Sie arbeiten als Kassierer im Supermarkt einer Großstadt, für unser Gespräch möchten Sie lieber anonym bleiben. Wie haben Sie auf die Nachricht von dem Mord an einem Tankstellen-Beschäftigten in Idar-Oberstein reagiert?

Julia Anton

Redakteurin im Ressort Gesellschaft bei FAZ.NET

Der Fall beschäftigt mich seit Tagen. Es hätte genauso gut jeden meiner Kollegen oder mich treffen können. Jeder, der im Einzelhandel arbeitet, hat seit anderthalb Jahren mit Kunden zu tun, die sich nicht an die Corona-Maßnahmen halten wollen. Ich muss eigentlich in jeder Schicht jemanden darauf hinweisen, bitte die Maske aufzusetzen. Jetzt stellt man sich natürlich schon die Frage: Spreche in den ein oder anderen Kunden noch darauf an? Der Täter wollte ja nach eigenen Angaben ein Zeichen setzen und wird dafür jetzt auch noch in einigen Verschwörungsnetzwerken gefeiert. Ich frage mich, ob die Tat andere Leute anstachelt, das ist keine schöne Situation.

Wie haben die Menschen bislang reagiert, wenn Sie sie angesprochen haben?

Manche haben es schlicht vergessen, das ist kein Problem. Aber es gibt auch immer wieder den ein oder anderen, der sich weigert. Dann gibt es Diskussionen. Ich kann gar nicht zählen, wie viele Leute ich deshalb schon des Ladens verweisen musste. Bislang musste ich aber noch nie die Polizei rufen, so sehr ist es zum Glück noch nie eskaliert. Seit dem Mord in Idar-Oberstein musste ich tatsächlich noch niemanden auffordern, seine Maske aufzusetzen. Ich weiß noch nicht, ob ich in der nächsten Situation nicht vielleicht eher nachgebe.

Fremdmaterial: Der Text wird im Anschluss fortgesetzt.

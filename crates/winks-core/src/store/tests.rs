//! Tests for the SQLite and memory stores (use in-memory DB helper from db).

use serde_json::json;

use super::db::open_memory;
use super::{ImportRow, LinkRow, LinkStore, MemoryStore};
use crate::link_meta::{decode_link_meta, encode_link_meta, hydrate_link};

fn row(title: &str, url: &str, classification: &str, tags: &[&str]) -> LinkRow {
    LinkRow {
        title: title.to_string(),
        url: url.to_string(),
        category: encode_link_meta(classification, tags.iter()),
    }
}

#[tokio::test]
async fn insert_list_delete_links() {
    let db = open_memory().await.unwrap();
    assert!(db.fetch_all().await.unwrap().is_empty());

    let a = db
        .insert(&row("A", "https://a.com", "开发", &["开发"]))
        .await
        .unwrap();
    let b = db
        .insert(&row("B", "https://b.com", "设计", &["设计"]))
        .await
        .unwrap();
    assert_eq!(a.title, "A");
    assert!(a.category.as_deref().is_some_and(|c| decode_link_meta(Some(c)).is_some()));

    let rows = db.fetch_all().await.unwrap();
    assert_eq!(rows.len(), 2);
    // Newest first
    assert_eq!(rows[0].id, b.id);
    assert_eq!(rows[1].id, a.id);

    db.delete(a.id).await.unwrap();
    let rows = db.fetch_all().await.unwrap();
    assert_eq!(rows.len(), 1);
    assert_eq!(rows[0].id, b.id);
}

#[tokio::test]
async fn update_returns_stored_row() {
    let db = open_memory().await.unwrap();
    let a = db
        .insert(&row("A", "https://a.com", "开发", &["开发"]))
        .await
        .unwrap();

    let updated = db
        .update(a.id, &row("A2", "https://a2.com", "设计", &["灵感"]))
        .await
        .unwrap()
        .expect("row exists");
    assert_eq!(updated.id, a.id);
    assert_eq!(updated.title, "A2");
    let link = hydrate_link(&updated);
    assert_eq!(link.classification, "设计");
    assert_eq!(link.tags, vec!["灵感"]);

    assert!(db
        .update(9999, &row("x", "https://x", "a", &["b"]))
        .await
        .unwrap()
        .is_none());
}

#[tokio::test]
async fn update_meta_rewrites_only_category() {
    let db = open_memory().await.unwrap();
    let a = db
        .insert(&row("A", "https://a.com", "开发", &["开发", "工具"]))
        .await
        .unwrap();
    db.update_meta(a.id, &encode_link_meta("开发", ["开发"]))
        .await
        .unwrap();
    let stored = db.get_row(a.id).await.unwrap().expect("row exists");
    assert_eq!(stored.title, "A");
    assert_eq!(hydrate_link(&stored).tags, vec!["开发"]);
}

#[tokio::test]
async fn import_keeps_legacy_values_and_order() {
    let db = open_memory().await.unwrap();
    let rows: Vec<ImportRow> = serde_json::from_value(json!([
        {"title": "Newest", "url": "https://n.com", "category": "开发,工具"},
        {"title": "Middle", "url": "https://m.com", "category": null, "tags": ["阅读", "#灵感"]},
        {"title": "Oldest", "url": "https://o.com", "category": encode_link_meta("设计", ["设计"])}
    ]))
    .unwrap();
    assert_eq!(db.import_rows(&rows).await.unwrap(), 3);

    let stored = db.fetch_all().await.unwrap();
    let titles: Vec<&str> = stored.iter().map(|r| r.title.as_str()).collect();
    assert_eq!(titles, vec!["Newest", "Middle", "Oldest"]);
    assert_eq!(stored[0].category.as_deref(), Some("开发,工具"));
    assert_eq!(hydrate_link(&stored[0]).tags, vec!["开发", "工具"]);
    assert_eq!(hydrate_link(&stored[1]).tags, vec!["阅读", "灵感"]);
}

#[tokio::test]
async fn migrate_legacy_rows_rewrites_to_envelope() {
    let db = open_memory().await.unwrap();
    let rows: Vec<ImportRow> = serde_json::from_value(json!([
        {"title": "Legacy", "url": "https://l.com", "category": "开发，工具"},
        {"title": "Broken", "url": "https://b.com", "category": "__WINKS_META__{oops"},
        {"title": "Current", "url": "https://c.com", "category": encode_link_meta("设计", ["设计"])}
    ]))
    .unwrap();
    db.import_rows(&rows).await.unwrap();
    let before: Vec<_> = db
        .fetch_all()
        .await
        .unwrap()
        .iter()
        .map(hydrate_link)
        .collect();

    assert_eq!(db.migrate_legacy_rows().await.unwrap(), 2);
    // Second run has nothing left to do.
    assert_eq!(db.migrate_legacy_rows().await.unwrap(), 0);

    let after = db.fetch_all().await.unwrap();
    for record in &after {
        assert!(decode_link_meta(record.category.as_deref()).is_some());
        assert!(record.tags.is_none());
    }
    let after: Vec<_> = after.iter().map(hydrate_link).collect();
    assert_eq!(before, after);
}

#[tokio::test]
async fn memory_store_demo_seed() {
    let store = MemoryStore::demo();
    let rows = store.fetch_all().await.unwrap();
    assert_eq!(rows.len(), 5);
    assert_eq!(rows[0].title, "Supabase");
    let linear = hydrate_link(&rows[4]);
    assert_eq!(linear.classification, "工具");
    assert_eq!(linear.tags, vec!["工具"]);
}

#[tokio::test]
async fn memory_store_crud() {
    let store = MemoryStore::new();
    let a = store
        .insert(&row("A", "https://a.com", "开发", &["开发"]))
        .await
        .unwrap();
    let b = store
        .insert(&row("B", "https://b.com", "开发", &["开发"]))
        .await
        .unwrap();
    assert_ne!(a.id, b.id);
    assert_eq!(store.fetch_all().await.unwrap()[0].id, b.id);

    store
        .update_meta(a.id, &encode_link_meta("设计", ["设计"]))
        .await
        .unwrap();
    let rows = store.fetch_all().await.unwrap();
    assert_eq!(hydrate_link(&rows[1]).classification, "设计");

    assert!(store
        .update(42, &row("x", "https://x", "a", &["b"]))
        .await
        .unwrap()
        .is_none());

    store.delete(b.id).await.unwrap();
    assert_eq!(store.fetch_all().await.unwrap().len(), 1);
}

Haben Sie sich schon mal bedroht gefühlt?

Ich persönlich nicht. Ich mache den Job schon seit 15 Jahren und trainiere Taekwondo, ich kann mich verteidigen. Wir sind es im Einzelhandel gewohnt, dass es immer wieder Kunden gibt, die uns wie Fußabtreter benutzen. Da entwickelt man eine dicke Haut. Die Tat in Idar-Oberstein hat allerdings ein anderes Niveau: Hier ist jemand mit einer Waffe zurückgekehrt und hat einem Kollegen ins Gesicht geschossen. Da hilft auch Kampfsport nicht.

In Idar-Oberstein hat ein Mann einen Tankstellen-Kassierer erschossen. Der Tatverdächtige wollte sich nicht an die Corona-Regeln halten.


In Idar-Oberstein hat ein Mann einen Tankstellen-Kassierer erschossen. Der Tatverdächtige wollte sich nicht an die Corona-Regeln halten.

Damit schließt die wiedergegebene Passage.